A word-for-word restatement of the data is what is needed.

SOURCE DATA:
== Segment start ==
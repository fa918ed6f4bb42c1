//! Account status transitions.
//!
//! The only writer of the `status` column. Handlers parse nothing themselves:
//! they pass the requested token through and map [`ActivationError`].

use super::{Account, AccountKind, AccountStore, Status, StoreError};
use std::sync::Arc;
use tracing::{info, instrument};

#[derive(Debug, thiserror::Error)]
pub enum ActivationError {
    #[error("Provided status is invalid or missing: {0:?}")]
    InvalidStatus(String),
    #[error("{kind} {id} not found")]
    NotFound { kind: AccountKind, id: String },
    #[error(transparent)]
    Store(#[from] StoreError),
}

#[derive(Clone)]
pub struct ActivationService {
    store: Arc<dyn AccountStore>,
}

impl ActivationService {
    #[must_use]
    pub fn new(store: Arc<dyn AccountStore>) -> Self {
        Self { store }
    }

    /// Move `account` to the state named by `requested`.
    ///
    /// Unknown tokens fail with [`ActivationError::InvalidStatus`] before any
    /// write. Otherwise exactly one store write is made and the updated record
    /// is returned.
    ///
    /// # Errors
    /// `InvalidStatus` for unknown tokens, `NotFound` if the record vanished,
    /// `Store` on persistence failures.
    #[instrument(skip(self, account), fields(account.id = %account.id, account.kind = %account.kind))]
    pub async fn change_status(
        &self,
        account: &Account,
        requested: &str,
    ) -> Result<Account, ActivationError> {
        let status = Status::parse(requested)
            .ok_or_else(|| ActivationError::InvalidStatus(requested.to_string()))?;
        self.apply(account, status).await
    }

    /// Activate a provider-backed account whose confirmation code the identity
    /// provider has already accepted.
    ///
    /// # Errors
    /// `NotFound` if the record vanished, `Store` on persistence failures.
    #[instrument(skip(self, account), fields(account.id = %account.id, account.kind = %account.kind))]
    pub async fn activate_confirmed(&self, account: &Account) -> Result<Account, ActivationError> {
        self.apply(account, Status::Active).await
    }

    async fn apply(&self, account: &Account, status: Status) -> Result<Account, ActivationError> {
        let updated = self
            .store
            .save_status(account.kind, &account.id, status)
            .await?
            .ok_or_else(|| ActivationError::NotFound {
                kind: account.kind,
                id: account.id.clone(),
            })?;

        info!(
            previous = %account.status,
            current = %updated.status,
            "account status changed"
        );

        Ok(updated)
    }
}

#[cfg(test)]
mod tests {
    use super::*;
    use crate::account::{memory::MemoryStore, NewAccount};

    async fn seeded(kind: AccountKind) -> Result<(Arc<MemoryStore>, Account), StoreError> {
        let store = Arc::new(MemoryStore::new());
        let account = store
            .create(NewAccount {
                id: "acct-1".to_string(),
                kind,
                name: "test".to_string(),
                email: "test@test.com".to_string(),
                password_hash: "hash".to_string(),
                provider_client_ref: None,
            })
            .await?;
        Ok((store, account))
    }

    #[tokio::test]
    async fn every_canonical_token_is_persisted() -> Result<(), Box<dyn std::error::Error>> {
        for status in Status::ALL {
            let (store, account) = seeded(AccountKind::User).await?;
            let service = ActivationService::new(store.clone());
            let writes_before = store.write_count();

            let updated = service.change_status(&account, status.as_str()).await?;

            assert_eq!(updated.status, status);
            assert_eq!(store.write_count(), writes_before + 1);
            let stored = store.find(AccountKind::User, "acct-1").await?;
            assert_eq!(stored.map(|a| a.status), Some(status));
        }
        Ok(())
    }

    #[tokio::test]
    async fn activates_pending_admin() -> Result<(), Box<dyn std::error::Error>> {
        let (store, account) = seeded(AccountKind::Admin).await?;
        assert_eq!(account.status, Status::Pending);
        let service = ActivationService::new(store.clone());

        let updated = service.change_status(&account, "active").await?;

        assert_eq!(updated.status, Status::Active);
        assert_eq!(updated.kind, AccountKind::Admin);
        Ok(())
    }

    #[tokio::test]
    async fn disabled_accounts_can_be_reactivated() -> Result<(), Box<dyn std::error::Error>> {
        let (store, account) = seeded(AccountKind::User).await?;
        let service = ActivationService::new(store);

        let disabled = service.change_status(&account, "disabled").await?;
        let active = service.change_status(&disabled, "active").await?;

        assert_eq!(active.status, Status::Active);
        Ok(())
    }

    #[tokio::test]
    async fn bogus_token_fails_without_write() -> Result<(), Box<dyn std::error::Error>> {
        let (store, account) = seeded(AccountKind::User).await?;
        let service = ActivationService::new(store.clone());
        let writes_before = store.write_count();

        let result = service.change_status(&account, "bogus").await;

        assert!(matches!(result, Err(ActivationError::InvalidStatus(ref t)) if t == "bogus"));
        assert_eq!(store.write_count(), writes_before);
        let stored = store.find(AccountKind::User, "acct-1").await?;
        assert_eq!(stored.map(|a| a.status), Some(Status::Pending));
        Ok(())
    }

    #[tokio::test]
    async fn missing_record_is_not_found() -> Result<(), Box<dyn std::error::Error>> {
        let (store, mut account) = seeded(AccountKind::User).await?;
        account.id = "gone".to_string();
        let service = ActivationService::new(store);

        let result = service.activate_confirmed(&account).await;

        assert!(matches!(result, Err(ActivationError::NotFound { .. })));
        Ok(())
    }
}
== Segment end ==
OUTPUT OF THE EXERCISE:
repository fa918ed6f4bb42c1
//! Account status transitions.
//!
//! The only writer of the `status` column. Handlers parse nothing themselves:
//! they pass the requested token through and map [`ActivationError`].

use super::{Account, AccountKind, AccountStore, Status, StoreError};
use std::sync::Arc;
use tracing::{info, instrument};

#[derive(Debug, thiserror::Error)]
pub enum ActivationError {
    #[error("Provided status is invalid or missing: {0:?}")]
    InvalidStatus(String),
    #[error("{kind} {id} not found")]
    NotFound { kind: AccountKind, id: String },
    #[error(transparent)]
    Store(#[from] StoreError),
}

#[derive(Clone)]
pub struct ActivationService {
    store: Arc<dyn AccountStore>,
}

impl ActivationService {
    #[must_use]
    pub fn new(store: Arc<dyn AccountStore>) -> Self {
        Self { store }
    }

    /// Move `account` to the state named by `requested`.
    ///
    /// Unknown tokens fail with [`ActivationError::InvalidStatus`] before any
    /// write. Otherwise exactly one store write is made and the updated record
    /// is returned.
    ///
    /// # Errors
    /// `InvalidStatus` for unknown tokens, `NotFound` if the record vanished,
    /// `Store` on persistence failures.
    #[instrument(skip(self, account), fields(account.id = %account.id, account.kind = %account.kind))]
    pub async fn change_status(
        &self,
        account: &Account,
        requested: &str,
    ) -> Result<Account, ActivationError> {
        let status = Status::parse(requested)
            .ok_or_else(|| ActivationError::InvalidStatus(requested.to_string()))?;
        self.apply(account, status).await
    }

    /// Activate a provider-backed account whose confirmation code the identity
    /// provider has already accepted.
    ///
    /// # Errors
    /// `NotFound` if the record vanished, `Store` on persistence failures.
    #[instrument(skip(self, account), fields(account.id = %account.id, account.kind = %account.kind))]
    pub async fn activate_confirmed(&self, account: &Account) -> Result<Account, ActivationError> {
        self.apply(account, Status::Active).await
    }

    async fn apply(&self, account: &Account, status: Status) -> Result<Account, ActivationError> {
        let updated = self
            .store
            .save_status(account.kind, &account.id, status)
            .await?
            .ok_or_else(|| ActivationError::NotFound {
                kind: account.kind,
                id: account.id.clone(),
            })?;

        info!(
            previous = %account.status,
            current = %updated.status,
            "account status changed"
        );

        Ok(updated)
    }
}

#[cfg(test)]
mod tests {
    use super::*;
    use crate::account::{memory::MemoryStore, NewAccount};

    async fn seeded(kind: AccountKind) -> Result<(Arc<MemoryStore>, Account), StoreError> {
        let store = Arc::new(MemoryStore::new());
        let account = store
            .create(NewAccount {
                id: "acct-1".to_string(),
                kind,
                name: "test".to_string(),
                email: "test@test.com".to_string(),
                password_hash: "hash".to_string(),
                provider_client_ref: None,
            })
            .await?;
        Ok((store, account))
    }

    #[tokio::test]
    async fn every_canonical_token_is_persisted() -> Result<(), Box<dyn std::error::Error>> {
        for status in Status::ALL {
            let (store, account) = seeded(AccountKind::User).await?;
            let service = ActivationService::new(store.clone());
            let writes_before = store.write_count();

            let updated = service.change_status(&account, status.as_str()).await?;

            assert_eq!(updated.status, status);
            assert_eq!(store.write_count(), writes_before + 1);
            let stored = store.find(AccountKind::User, "acct-1").await?;
            assert_eq!(stored.map(|a| a.status), Some(status));
        }
        Ok(())
    }

    #[tokio::test]
    async fn activates_pending_admin() -> Result<(), Box<dyn std::error::Error>> {
        let (store, account) = seeded(AccountKind::Admin).await?;
        assert_eq!(account.status, Status::Pending);
        let service = ActivationService::new(store.clone());

        let updated = service.change_status(&account, "active").await?;

        assert_eq!(updated.status, Status::Active);
        assert_eq!(updated.kind, AccountKind::Admin);
        Ok(())
    }

    #[tokio::test]
    async fn disabled_accounts_can_be_reactivated() -> Result<(), Box<dyn std::error::Error>> {
        let (store, account) = seeded(AccountKind::User).await?;
        let service = ActivationService::new(store);

        let disabled = service.change_status(&account, "disabled").await?;
        let active = service.change_status(&disabled, "active").await?;

        assert_eq!(active.status, Status::Active);
        Ok(())
    }

    #[tokio::test]
    async fn bogus_token_fails_without_write() -> Result<(), Box<dyn std::error::Error>> {
        let (store, account) = seeded(AccountKind::User).await?;
        let service = ActivationService::new(store.clone());
        let writes_before = store.write_count();

        let result = service.change_status(&account, "bogus").await;

        assert!(matches!(result, Err(ActivationError::InvalidStatus(ref t)) if t == "bogus"));
        assert_eq!(store.write_count(), writes_before);
        let stored = store.find(AccountKind::User, "acct-1").await?;
        assert_eq!(stored.map(|a| a.status), Some(Status::Pending));
        Ok(())
    }

    #[tokio::test]
    async fn missing_record_is_not_found() -> Result<(), Box<dyn std::error::Error>> {
        let (store, mut account) = seeded(AccountKind::User).await?;
        account.id = "gone".to_string();
        let service = ActivationService::new(store);

        let result = service.activate_confirmed(&account).await;

        assert!(matches!(result, Err(ActivationError::NotFound { .. })));
        Ok(())
    }
}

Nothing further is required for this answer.